Comparative analysis of machine learning based methods for the prediction of NLR protein


  • Nadia Department of Biotechnology and Bioinformatics, Jaypee University of Information Technology, Waknaghat- 173234, Solan (HP), India
  • Ekta Gandotra Department of Computer Science Engineering &- Information Technology, Jaypee University of Information Technology, Waknaghat- 173234, Solan (HP), India
  • Narendra Kumar Department of Biotechnology and Bioinformatics, Jaypee University of Information Technology, Waknaghat- 173234, Solan (HP), India


NLR, machine learning, SVM, SMO, random forest, cross-validation


In intestinal tissue repair and innate immunity, the nucleotide-binding domain leucine-rich repeat-containing (NLR) proteins play a fundamental role.

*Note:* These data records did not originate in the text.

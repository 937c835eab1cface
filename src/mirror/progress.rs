//! Byte-count progress reporting for file transfers.
//!
//! The transfer component only sees the [`ProgressReporter`] /
//! [`ProgressObserver`] traits; the binary plugs in terminal bars and tests
//! plug in silent or recording reporters.

use indicatif::{MultiProgress, ProgressBar, ProgressDrawTarget, ProgressStyle};

/// Receives byte counts for one in-flight transfer.
pub trait ProgressObserver: Send + Sync {
    /// Records `bytes` more bytes written.
    fn inc(&self, bytes: u64);
    /// Marks the transfer as complete.
    fn finish(&self);
    /// Marks the transfer as failed.
    fn abandon(&self, message: &str);
}

/// Creates one observer per transfer.
pub trait ProgressReporter: Send + Sync {
    /// Starts tracking a transfer of `total_bytes` bytes for `name`.
    fn start(&self, name: &str, total_bytes: u64) -> Box<dyn ProgressObserver>;
}

/// Reporter that discards all progress.
#[derive(Debug, Clone, Copy, Default)]
pub struct SilentReporter;

struct SilentObserver;

impl ProgressObserver for SilentObserver {
    fn inc(&self, _bytes: u64) {}
    fn finish(&self) {}
    fn abandon(&self, _message: &str) {}
}

impl ProgressReporter for SilentReporter {
    fn start(&self, _name: &str, _total_bytes: u64) -> Box<dyn ProgressObserver> {
        Box::new(SilentObserver)
    }
}

/// Terminal reporter drawing one indicatif bar per in-flight transfer.
#[derive(Clone)]
pub struct BarReporter {
    multi: MultiProgress,
    style: ProgressStyle,
}

impl Default for BarReporter {
    fn default() -> Self {
        Self::new()
    }
}

impl BarReporter {
    /// Creates a reporter drawing to stderr.
    #[must_use]
    pub fn new() -> Self {
        Self::with_target(ProgressDrawTarget::stderr())
    }

    /// Creates a reporter that tracks progress without drawing anything.
    #[must_use]
    pub fn hidden() -> Self {
        Self::with_target(ProgressDrawTarget::hidden())
    }

    fn with_target(target: ProgressDrawTarget) -> Self {
        let style = ProgressStyle::with_template(
            "{msg} [{elapsed_precise}] [{bar:40.cyan/blue}] {bytes}/{total_bytes} ({eta})",
        )
        .unwrap_or_else(|_| ProgressStyle::default_bar())
        .progress_chars("=>-");

        Self {
            multi: MultiProgress::with_draw_target(target),
            style,
        }
    }
}

struct BarObserver {
    bar: ProgressBar,
}

impl ProgressObserver for BarObserver {
    fn inc(&self, bytes: u64) {
        self.bar.inc(bytes);
    }

    fn finish(&self) {
        self.bar.finish_and_clear();
    }

    fn abandon(&self, message: &str) {
        self.bar.abandon_with_message(message.to_string());
    }
}

impl ProgressReporter for BarReporter {
    fn start(&self, name: &str, total_bytes: u64) -> Box<dyn ProgressObserver> {
        let bar = self.multi.add(ProgressBar::new(total_bytes));
        bar.set_style(self.style.clone());
        bar.set_message(format!("Downloading {name}"));
        Box::new(BarObserver { bar })
    }
}
//! Application configuration loading for CLI defaults.

use std::env;
use std::ffi::OsString;
use std::fs;
use std::path::{Path, PathBuf};

use anyhow::{Context, Result, bail};
use serde::Deserialize;
use treeget_core::MAX_PARALLEL;

/// TOML-backed file configuration for treeget defaults.
#[derive(Debug, Clone, Default, PartialEq, Eq, Deserialize)]
#[serde(deny_unknown_fields)]
pub struct FileConfig {
    /// Origin of the listing and file API.
    pub server: Option<String>,
    /// Default destination directory.
    pub path: Option<PathBuf>,
    /// Default number of parallel transfers (same range as CLI).
    pub parallel: Option<usize>,
    /// Parent identifier refused by the root guard; an empty string disables the guard.
    pub root_sentinel: Option<String>,
    /// HTTP connect timeout in seconds.
    pub connect_timeout_secs: Option<u64>,
    /// HTTP read timeout in seconds.
    pub read_timeout_secs: Option<u64>,
}

impl FileConfig {
    /// Validates config values against runtime and CLI constraints.
    pub fn validate(&self) -> Result<()> {
        if let Some(parallel) = self.parallel
            && !(1..=MAX_PARALLEL).contains(&parallel)
        {
            bail!(
                "Invalid config value for `parallel`: {parallel}. Expected range: 1..={MAX_PARALLEL}"
            );
        }

        if let Some(server) = &self.server {
            let parsed = url::Url::parse(server)
                .with_context(|| format!("Invalid config value for `server`: '{server}'"))?;
            if !matches!(parsed.scheme(), "http" | "https") {
                bail!("Invalid config value for `server`: '{server}'. Expected an http(s) origin");
            }
        }

        validate_timeout_secs("connect_timeout_secs", self.connect_timeout_secs)?;
        validate_timeout_secs("read_timeout_secs", self.read_timeout_secs)?;
        Ok(())
    }
}

fn validate_timeout_secs(field: &str, value: Option<u64>) -> Result<()> {
    let Some(value) = value else {
        return Ok(());
    };
    if !(1..=3600).contains(&value) {
        bail!("Invalid config value for `{field}`: {value}. Expected range: 1..=3600");
    }
    Ok(())
}

/// Loaded config metadata.
#[derive(Debug, Clone)]
pub struct LoadedConfig {
    /// Resolved config path if a base directory is known.
    pub path: Option<PathBuf>,
    /// Parsed file config when a config file exists and was valid.
    pub config: Option<FileConfig>,
}

impl LoadedConfig {
    /// Returns the parsed config, or all-`None` defaults when no file was loaded.
    #[must_use]
    pub fn file_config(&self) -> FileConfig {
        self.config.clone().unwrap_or_default()
    }
}

/// Resolves default config path.
///
/// Priority:
/// 1. `$XDG_CONFIG_HOME/treeget/config.toml`
/// 2. `$HOME/.config/treeget/config.toml`
#[must_use]
pub fn resolve_default_config_path() -> Option<PathBuf> {
    config_path_from(
        env_var_non_empty_os("XDG_CONFIG_HOME"),
        env_var_non_empty_os("HOME"),
    )
}

fn config_path_from(xdg_config_home: Option<OsString>, home: Option<OsString>) -> Option<PathBuf> {
    if let Some(xdg_config_home) = xdg_config_home {
        return Some(
            PathBuf::from(xdg_config_home)
                .join("treeget")
                .join("config.toml"),
        );
    }

    let home = home?;
    Some(
        PathBuf::from(home)
            .join(".config")
            .join("treeget")
            .join("config.toml"),
    )
}

fn env_var_non_empty_os(name: &str) -> Option<OsString> {
    let value = env::var_os(name)?;
    if value.is_empty() { None } else { Some(value) }
}

/// Loads config from `explicit` when given, otherwise from the default path if present.
///
/// An explicit path must exist; a missing default file is not an error.
pub fn load_file_config(explicit: Option<&Path>) -> Result<LoadedConfig> {
    if let Some(path) = explicit {
        let config = read_config_file(path)?;
        return Ok(LoadedConfig {
            path: Some(path.to_path_buf()),
            config: Some(config),
        });
    }

    let path = resolve_default_config_path();
    let Some(path_ref) = path.as_deref() else {
        return Ok(LoadedConfig { path, config: None });
    };

    if !path_ref.exists() {
        return Ok(LoadedConfig { path, config: None });
    }

    let config = read_config_file(path_ref)?;
    Ok(LoadedConfig {
        path,
        config: Some(config),
    })
}

fn read_config_file(path: &Path) -> Result<FileConfig> {
    let raw = fs::read_to_string(path)
        .with_context(|| format!("Failed to read config file '{}'", path.display()))?;
    parse_config_str(&raw)
        .with_context(|| format!("Failed to parse config file '{}'", path.display()))
}

fn parse_config_str(raw: &str) -> Result<FileConfig> {
    let cfg: FileConfig = toml::from_str(raw)?;
    cfg.validate()?;
    Ok(cfg)
}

The NLR protein family is a recent addition to the members of innate immunity effector molecules. It also plays an important role in intestinal microbiota, and recently emerged as a crucial hit for the development of colitis-associated cancer (CAC) and ulcerative colitis (UC). We have developed a Machine Learning based method for the prediction of NLR Proteins. This paper presents a comparative analysis of three supervised machine learning algorithms i.e. Sequential Minimal Optimization (SMO), Library for Support Vector Machine (LIBSVM) and Random Forest (RF) for prediction of NLR proteins. The dataset used for this work is created after extracting the features using ProtR package. The models are trained with the input compositional features generated using dipeptide composition, amino acid composition, etc. The dataset employed for training consists of 390 proteins. It has positive (103 sequences) set consisting of sequences from the NLR family and the remaining dataset (287 sequences) act as a negative training set, which has random protein sequences and several transporter family protein sequences retrieved from the NCBI and Uniprot.